Table 3. List of studies assessing FT standardization.
| Author (ref) | Year | Aspect investigated | Key findings | Key recommendations |
|---|---|---|---|---|
| Postema et al. (27) | 2016 | To reach standardized terminology in FT for PCa | FT is a rapidly evolving field of prostate cancer treatments that intends to prevent or delay whole gland treatment associated morbidity without compromising oncologic safety | For the development and implementation of FT, it is important to have standardized reporting criteria. |
| Lebastchi et al. (28) | 2020 | To reach standardized terminology and follow-up in FT for PCa | The specific term “Focal Therapy” must be meant to describe guided ablation of an image-defined, biopsy confirmed, cancerous lesion(s) with a safety margin surrounding the target lesion | The panel recommends the use of standardized nomenclature and follow-up protocols to generate reliable data |
| Espinós et al. (29) | 2016 | Evaluating what type of energy would be the optimal for FT | Lesion localization, technical characteristics of each type of energy, patient`s profile and secondary effects must be considered in every choice of focal therapy | The authors propose the “á la carte” model, based on localization of the lesion |
| Stabile et al. (30) | 2021 | To assess whether PCa location might affect oncologic outcomes after FT | The PCa location does not significantly affect the rate of failure after FT. Both HIFU and cryotherapy likely achieve similar medium-term oncologic results regardless of PCa location even though cryotherapy might be preferable for patients with apical disease | Cryotherapy might be preferable for patients with apical disease. The presence of an apical lesion should not be considered an exclusion criteria for FT |
| Muller et al. (31) | 2015 | International multidisciplinary consensus for follow-up after FT | Large heterogeneity within current studies with regards to follow-up after FT. It is important to standardize to allow for comparability and safe adoption | The follow-up after focal therapy should be a minimum of 5 years. A mpMRI systematic 12-core biopsy combined with 4–6 targeted biopsy cores of the treated area and any suspicious lesion(s) should be performed after 1 year, and thereafter only when there is suspicion on imaging.

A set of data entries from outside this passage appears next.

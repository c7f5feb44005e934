pub mod balancer;
pub mod collaborators;
pub mod config;
pub mod decimal;
pub mod directory;
pub mod errors;
pub mod events;
pub mod ledger;
pub mod receivables;
pub mod schedule;
pub mod service;
pub mod types;

// re-export key types
pub use balancer::{AssignmentBalancer, BalancerStats};
pub use collaborators::{AlertRequest, AlertsService, OrderDraft, OrderService};
pub use config::InstallmentPlanConfig;
pub use decimal::{Money, Rate, OUTSTANDING_EPSILON};
pub use directory::SellerDirectory;
pub use errors::{Result, SalesOpsError};
pub use events::{Event, EventStore};
pub use ledger::{
    derive_status, InstallmentLedger, InstallmentRecord, LedgerTotals, PaymentApplication,
};
pub use receivables::{
    AgingBuckets, OrderReceivable, Receivable, ReceivablesReport, UpcomingWindow,
};
pub use schedule::{Installment, InstallmentSchedule};
pub use service::SalesOps;
pub use types::{
    Assignment, AssignmentStatus, ClientId, CreditType, InstallmentId, InstallmentStatus,
    OrderId, PaymentFrequency, PaymentHistoryEntry, Seller, SellerId, SellerStatus,
};

// re-export external dependencies that users will need
pub use chrono;
pub use hourglass_rs::{SafeTimeProvider, TimeSource};
pub use rust_decimal::Decimal;
pub use uuid::Uuid;
use std::collections::HashMap;
use std::sync::{Arc, Mutex};

use hourglass_rs::SafeTimeProvider;
use serde::{Deserialize, Serialize};
use tracing::debug;

use crate::directory::SellerDirectory;
use crate::errors::{Result, SalesOpsError};
use crate::events::{Event, EventStore};
use crate::types::{Assignment, AssignmentStatus, ClientId, Seller, SellerId};

/// aggregate conversation counters
#[derive(Debug, Clone, Copy, PartialEq, Eq, Default, Serialize, Deserialize)]
pub struct BalancerStats {
    pub total_assignments: u64,
    pub active_conversations: u64,
    pub completed_conversations: u64,
}

#[derive(Debug, Default)]
struct BalancerState {
    /// latest assignment per client; superseded records move to `history`
    assignments: HashMap<ClientId, Assignment>,
    /// completed assignments that were later replaced, append-only
    history: Vec<Assignment>,
    /// single shared rotation pointer, global across specialty pools
    rotating_index: usize,
    stats: BalancerStats,
}

/// round-robin seller workload balancer
///
/// one mutex guards the assignment map, the rotation pointer and the
/// counters, and seller load is only mutated while it is held. the capacity
/// check, the selection, the load increment and the assignment write are
/// therefore one serialized transaction: concurrent `assign`/`release`
/// calls can neither lose a load update nor skip/repeat a rotation slot.
#[derive(Debug)]
pub struct AssignmentBalancer {
    directory: Arc<SellerDirectory>,
    state: Mutex<BalancerState>,
}

impl AssignmentBalancer {
    pub fn new(directory: Arc<SellerDirectory>) -> Self {
        Self {
            directory,
            state: Mutex::new(BalancerState::default()),
        }
    }

    pub fn directory(&self) -> &Arc<SellerDirectory> {
        &self.directory
    }

    /// pick a seller for a client contact
    ///
    /// sticky: a client with an in-progress conversation keeps its seller
    /// while that seller is still active. when the seller was deactivated or
    /// removed mid-conversation the stale conversation is completed and its
    /// slot released before the client is reassigned. otherwise the rotation
    /// runs over under-capacity sellers (narrowed by specialty when one
    /// matches); when everyone is at capacity it falls back to the
    /// least-loaded active seller, so a client is never hard-rejected while
    /// any seller is active.
    pub fn assign(
        &self,
        client_id: ClientId,
        specialty: Option<&str>,
        time_provider: &SafeTimeProvider,
        events: &mut EventStore,
    ) -> Result<Seller> {
        let mut state = self.state.lock().map_err(|_| SalesOpsError::StorePoisoned)?;

        // sticky reuse for an in-progress conversation
        let mut stale_seller: Option<SellerId> = None;
        if let Some(existing) = state.assignments.get(&client_id) {
            if existing.status == AssignmentStatus::Active {
                if let Some(seller) = self.directory.find_by_id(existing.seller_id)? {
                    if seller.active {
                        events.emit(Event::AssignmentReused {
                            client_id,
                            seller_id: seller.id,
                            timestamp: time_provider.now(),
                        });
                        return Ok(seller);
                    }
                }
                // assigned seller vanished or was deactivated: the stale
                // conversation is completed below, then the client reassigned
                stale_seller = Some(existing.seller_id);
            }
        }

        let active = self.directory.find_active()?;
        if active.is_empty() {
            return Err(SalesOpsError::NoSellersAvailable);
        }

        // primary pool: under-capacity sellers, narrowed by specialty when
        // at least one member matches
        let mut pool: Vec<&Seller> = active.iter().filter(|s| s.has_capacity()).collect();
        if let Some(specialty) = specialty {
            let specialists: Vec<&Seller> = pool
                .iter()
                .copied()
                .filter(|s| s.matches_specialty(specialty))
                .collect();
            if !specialists.is_empty() {
                pool = specialists;
            }
        }

        // graceful overflow: everyone is full, so take the least-loaded
        // active seller instead of a rotation slot, ties broken by the
        // stable pool order
        let over_capacity = pool.is_empty();
        let selected = if over_capacity {
            active
                .iter()
                .min_by_key(|s| s.current_clients)
                .cloned()
                .ok_or(SalesOpsError::NoSellersAvailable)?
        } else {
            let index = state.rotating_index % pool.len();
            let selected = pool[index].clone();
            state.rotating_index = (state.rotating_index + 1) % pool.len();
            selected
        };

        // the increment is the only fallible write; it happens before the
        // assignment-map write so a failure leaves no partial state behind
        let now = time_provider.now();
        let seller_load = self.directory.increment_load(selected.id, now)?;

        // complete the stale conversation before writing its replacement so
        // the old seller's slot and the active counter do not leak; the old
        // seller record may already be gone
        if let Some(stale_id) = stale_seller {
            let stale_load = match self.directory.decrement_load(stale_id) {
                Ok(load) => load,
                Err(SalesOpsError::SellerNotFound { .. }) => 0,
                Err(err) => return Err(err),
            };
            state.stats.active_conversations =
                state.stats.active_conversations.saturating_sub(1);
            state.stats.completed_conversations += 1;
            events.emit(Event::AssignmentReleased {
                client_id,
                seller_id: stale_id,
                seller_load: stale_load,
                timestamp: now,
            });
        }

        if let Some(mut previous) = state.assignments.insert(
            client_id,
            Assignment {
                client_id,
                seller_id: selected.id,
                assigned_at: now,
                status: AssignmentStatus::Active,
            },
        ) {
            // still active when the old seller was deactivated mid-conversation
            previous.status = AssignmentStatus::Completed;
            state.history.push(previous);
        }
        state.stats.total_assignments += 1;
        state.stats.active_conversations += 1;

        debug!(%client_id, seller_id = %selected.id, seller_load, over_capacity, "client assigned");
        events.emit(Event::SellerAssigned {
            client_id,
            seller_id: selected.id,
            seller_load,
            over_capacity,
            timestamp: time_provider.now(),
        });

        // reflect the write in the returned record
        let mut seller = selected;
        seller.current_clients = seller_load;
        seller.assigned_at = Some(now);
        Ok(seller)
    }

    /// end a client's conversation and release the seller's slot
    ///
    /// a client with no active assignment is a no-op, so repeated or stray
    /// releases never drive a load counter negative. returns the released
    /// seller record when something was released.
    pub fn release(
        &self,
        client_id: ClientId,
        time_provider: &SafeTimeProvider,
        events: &mut EventStore,
    ) -> Result<Option<Seller>> {
        let mut state = self.state.lock().map_err(|_| SalesOpsError::StorePoisoned)?;

        let seller_id = match state.assignments.get(&client_id) {
            Some(a) if a.status == AssignmentStatus::Active => a.seller_id,
            _ => return Ok(None),
        };

        // decrement before flipping the assignment so a store failure leaves
        // the conversation active rather than half-released
        let seller_load = self.directory.decrement_load(seller_id)?;

        if let Some(assignment) = state.assignments.get_mut(&client_id) {
            assignment.status = AssignmentStatus::Completed;
        }
        state.stats.active_conversations = state.stats.active_conversations.saturating_sub(1);
        state.stats.completed_conversations += 1;

        debug!(%client_id, %seller_id, seller_load, "client released");
        events.emit(Event::AssignmentReleased {
            client_id,
            seller_id,
            seller_load,
            timestamp: time_provider.now(),
        });

        Ok(self.directory.find_by_id(seller_id)?)
    }

    /// seller handling the client's conversation, for active assignments only
    pub fn get_assigned(&self, client_id: ClientId) -> Result<Option<Seller>> {
        let state = self.state.lock().map_err(|_| SalesOpsError::StorePoisoned)?;
        match state.assignments.get(&client_id) {
            Some(a) if a.status == AssignmentStatus::Active => {
                self.directory.find_by_id(a.seller_id)
            }
            _ => Ok(None),
        }
    }

    /// the client's assignment record, regardless of status
    pub fn assignment(&self, client_id: ClientId) -> Result<Option<Assignment>> {
        let state = self.state.lock().map_err(|_| SalesOpsError::StorePoisoned)?;
        Ok(state.assignments.get(&client_id).cloned())
    }

    pub fn stats(&self) -> Result<BalancerStats> {
        let state = self.state.lock().map_err(|_| SalesOpsError::StorePoisoned)?;
        Ok(state.stats)
    }
}
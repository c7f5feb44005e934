use std::collections::HashMap;
use std::sync::Mutex;

use chrono::NaiveDate;
use hourglass_rs::SafeTimeProvider;
use serde::{Deserialize, Serialize};
use tracing::debug;
use uuid::Uuid;

use crate::decimal::Money;
use crate::errors::{Result, SalesOpsError};
use crate::events::{Event, EventStore};
use crate::schedule::InstallmentSchedule;
use crate::types::{ClientId, InstallmentId, InstallmentStatus, OrderId, PaymentHistoryEntry};

/// days ahead of the due date at which an installment turns due-soon
const DUE_SOON_WINDOW_DAYS: i64 = 7;

/// persisted installment row
#[derive(Debug, Clone, PartialEq, Serialize, Deserialize)]
pub struct InstallmentRecord {
    pub id: InstallmentId,
    pub order_id: OrderId,
    pub client_id: ClientId,
    pub number: u32,
    pub total_installments: u32,
    pub due_date: NaiveDate,
    pub base_amount: Money,
    pub interest: Money,
    pub amount: Money,
    pub is_paid: bool,
    pub paid_amount: Money,
    pub paid_date: Option<NaiveDate>,
    pub payment_method: Option<String>,
    pub reference: Option<String>,
    pub notes: Option<String>,
}

impl InstallmentRecord {
    /// amount - paid_amount, floored at zero
    pub fn outstanding(&self) -> Money {
        (self.amount - self.paid_amount).max(Money::ZERO)
    }

    /// display status as of `today` (see `derive_status`)
    pub fn status(&self, today: NaiveDate) -> InstallmentStatus {
        derive_status(self.due_date, self.is_paid, today)
    }
}

/// derive installment status from durable facts and the clock (pure)
///
/// paid is forever once `is_paid` is set; otherwise overdue when past due,
/// due-soon within 7 days of the due date, pending beyond that. the derived
/// states are never persisted as ground truth.
pub fn derive_status(due_date: NaiveDate, is_paid: bool, today: NaiveDate) -> InstallmentStatus {
    if is_paid {
        return InstallmentStatus::Paid;
    }
    let days_until = (due_date - today).num_days();
    if days_until < 0 {
        InstallmentStatus::Overdue
    } else if days_until <= DUE_SOON_WINDOW_DAYS {
        InstallmentStatus::DueSoon
    } else {
        InstallmentStatus::Pending
    }
}

/// result of applying one payment to one installment
#[derive(Debug, Clone, Copy, PartialEq, Serialize, Deserialize)]
pub struct PaymentApplication {
    /// portion applied to the installment
    pub applied: Money,
    /// portion beyond the installment amount, returned to the caller to route
    pub excess: Money,
    /// cumulative paid amount after this payment
    pub paid_amount: Money,
    pub is_paid: bool,
}

/// per-order totals over the persisted schedule
#[derive(Debug, Clone, Copy, PartialEq, Default, Serialize, Deserialize)]
pub struct LedgerTotals {
    pub total_base: Money,
    pub total_interest: Money,
    pub total_paid: Money,
    /// sum of the full amount of every unpaid installment. partial payments
    /// are ignored here, so this overstates the remaining balance when an
    /// installment is partially paid
    pub total_pending: Money,
}

#[derive(Debug, Default)]
struct LedgerState {
    rows: HashMap<InstallmentId, InstallmentRecord>,
    by_order: HashMap<OrderId, Vec<InstallmentId>>,
    history: Vec<PaymentHistoryEntry>,
}

/// installment ledger: persists generated schedules and applies payments
///
/// one mutex guards all rows, so each payment is an atomic
/// read-modify-write and two concurrent payments can never lose an update
#[derive(Debug, Default)]
pub struct InstallmentLedger {
    state: Mutex<LedgerState>,
}

impl InstallmentLedger {
    pub fn new() -> Self {
        Self::default()
    }

    /// bulk-insert a generated schedule, preserving installment order
    pub fn persist(
        &self,
        schedule: &InstallmentSchedule,
        order_id: OrderId,
        client_id: ClientId,
        time_provider: &SafeTimeProvider,
        events: &mut EventStore,
    ) -> Result<Vec<InstallmentId>> {
        let mut state = self.state.lock().map_err(|_| SalesOpsError::StorePoisoned)?;
        let total = schedule.len() as u32;
        let mut ids = Vec::with_capacity(schedule.len());

        for inst in &schedule.installments {
            let id = Uuid::new_v4();
            state.rows.insert(
                id,
                InstallmentRecord {
                    id,
                    order_id,
                    client_id,
                    number: inst.number,
                    total_installments: total,
                    due_date: inst.due_date,
                    base_amount: inst.base_amount,
                    interest: inst.interest,
                    amount: inst.amount,
                    is_paid: inst.is_paid,
                    paid_amount: inst.paid_amount,
                    paid_date: inst.paid_date,
                    payment_method: None,
                    reference: None,
                    notes: inst.notes.clone(),
                },
            );
            ids.push(id);
        }
        state.by_order.entry(order_id).or_default().extend(&ids);

        debug!(%order_id, installments = total, "schedule persisted");
        events.emit(Event::SchedulePersisted {
            order_id,
            client_id,
            installments: total,
            total_amount: schedule.total_amount,
            timestamp: time_provider.now(),
        });

        Ok(ids)
    }

    /// apply a payment to one installment
    ///
    /// the applied portion never raises `paid_amount` above the installment
    /// amount; anything beyond comes back as `excess` for the caller to
    /// route. settles the installment when the full amount is covered. a
    /// payment against an already settled installment applies nothing and
    /// comes back entirely as excess, leaving the event stream and the
    /// payment history untouched.
    pub fn record_payment(
        &self,
        installment_id: InstallmentId,
        amount: Money,
        value_date: NaiveDate,
        time_provider: &SafeTimeProvider,
        events: &mut EventStore,
    ) -> Result<PaymentApplication> {
        if !amount.is_positive() {
            return Err(SalesOpsError::InvalidPaymentAmount { amount });
        }

        let mut state = self.state.lock().map_err(|_| SalesOpsError::StorePoisoned)?;
        let row = state
            .rows
            .get_mut(&installment_id)
            .ok_or(SalesOpsError::InstallmentNotFound { id: installment_id })?;

        let applied = amount.min(row.outstanding());
        let excess = amount - applied;
        let was_paid = row.is_paid;

        row.paid_amount += applied;
        row.is_paid = row.paid_amount >= row.amount;
        if row.is_paid && row.paid_date.is_none() {
            row.paid_date = Some(value_date);
        }

        let application = PaymentApplication {
            applied,
            excess,
            paid_amount: row.paid_amount,
            is_paid: row.is_paid,
        };
        let (order_id, number, paid_date) = (row.order_id, row.number, row.paid_date);
        let newly_paid = row.is_paid && !was_paid;

        // nothing applied means nothing happened: no event, no history row
        if applied.is_positive() {
            debug!(%installment_id, %applied, %excess, "payment recorded");
            events.emit(Event::PaymentRecorded {
                installment_id,
                order_id,
                applied,
                excess,
                paid_amount: application.paid_amount,
                value_date,
                timestamp: time_provider.now(),
            });
            if newly_paid {
                if let Some(paid_date) = paid_date {
                    events.emit(Event::InstallmentSettled {
                        installment_id,
                        order_id,
                        number,
                        paid_date,
                        timestamp: time_provider.now(),
                    });
                }
            }

            state.history.push(PaymentHistoryEntry {
                installment_id,
                installment_number: number,
                amount: applied,
                date: value_date,
                timestamp: time_provider.now(),
            });
        }

        Ok(application)
    }

    pub fn get(&self, installment_id: InstallmentId) -> Result<Option<InstallmentRecord>> {
        let state = self.state.lock().map_err(|_| SalesOpsError::StorePoisoned)?;
        Ok(state.rows.get(&installment_id).cloned())
    }

    /// installments for an order, in schedule order
    pub fn installments(&self, order_id: OrderId) -> Result<Vec<InstallmentRecord>> {
        let state = self.state.lock().map_err(|_| SalesOpsError::StorePoisoned)?;
        let mut rows: Vec<_> = state
            .by_order
            .get(&order_id)
            .into_iter()
            .flatten()
            .filter_map(|id| state.rows.get(id).cloned())
            .collect();
        rows.sort_by_key(|r| r.number);
        Ok(rows)
    }

    /// append-only payment history for an order, oldest first
    pub fn history(&self, order_id: OrderId) -> Result<Vec<PaymentHistoryEntry>> {
        let state = self.state.lock().map_err(|_| SalesOpsError::StorePoisoned)?;
        let ids: std::collections::HashSet<_> = state
            .by_order
            .get(&order_id)
            .into_iter()
            .flatten()
            .copied()
            .collect();
        Ok(state
            .history
            .iter()
            .filter(|e| ids.contains(&e.installment_id))
            .cloned()
            .collect())
    }

    /// totals over the order's schedule
    pub fn totals(&self, order_id: OrderId) -> Result<LedgerTotals> {
        let rows = self.installments(order_id)?;
        let mut totals = LedgerTotals::default();
        for row in &rows {
            totals.total_base += row.base_amount;
            totals.total_interest += row.interest;
            totals.total_paid += row.paid_amount;
            if !row.is_paid {
                totals.total_pending += row.amount;
            }
        }
        Ok(totals)
    }
}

PSA should be performed, in the first year, every 3 months, and after the first year, every 6 months. Imaging should be performed at 6 months and at 1 year following treatment. After the first year post-treatment, it should be performed every year until 5 years following treatment |
| Dickinson et al. (32) | 2017 | To assess the diagnostic performance of PSA parameters and MRI compared to histological outcomes following FT | Early and late MRI performed better than PSA measurements in the detection of residual tumor after focal therapy. MRI, in the form of early and later mpMRI, strongly predicts a negative biopsy after focal therapy for localized PCa | In the context of FT Follow-up, PSA parameters are less reliable than mpMRI |
FT, focal therapy; HIFU, High intensity focused ultrasound; mpMRI, multiparametric magnetic resonance imaging; PCa, prostate cancer; PSA, prostate-specific antigen.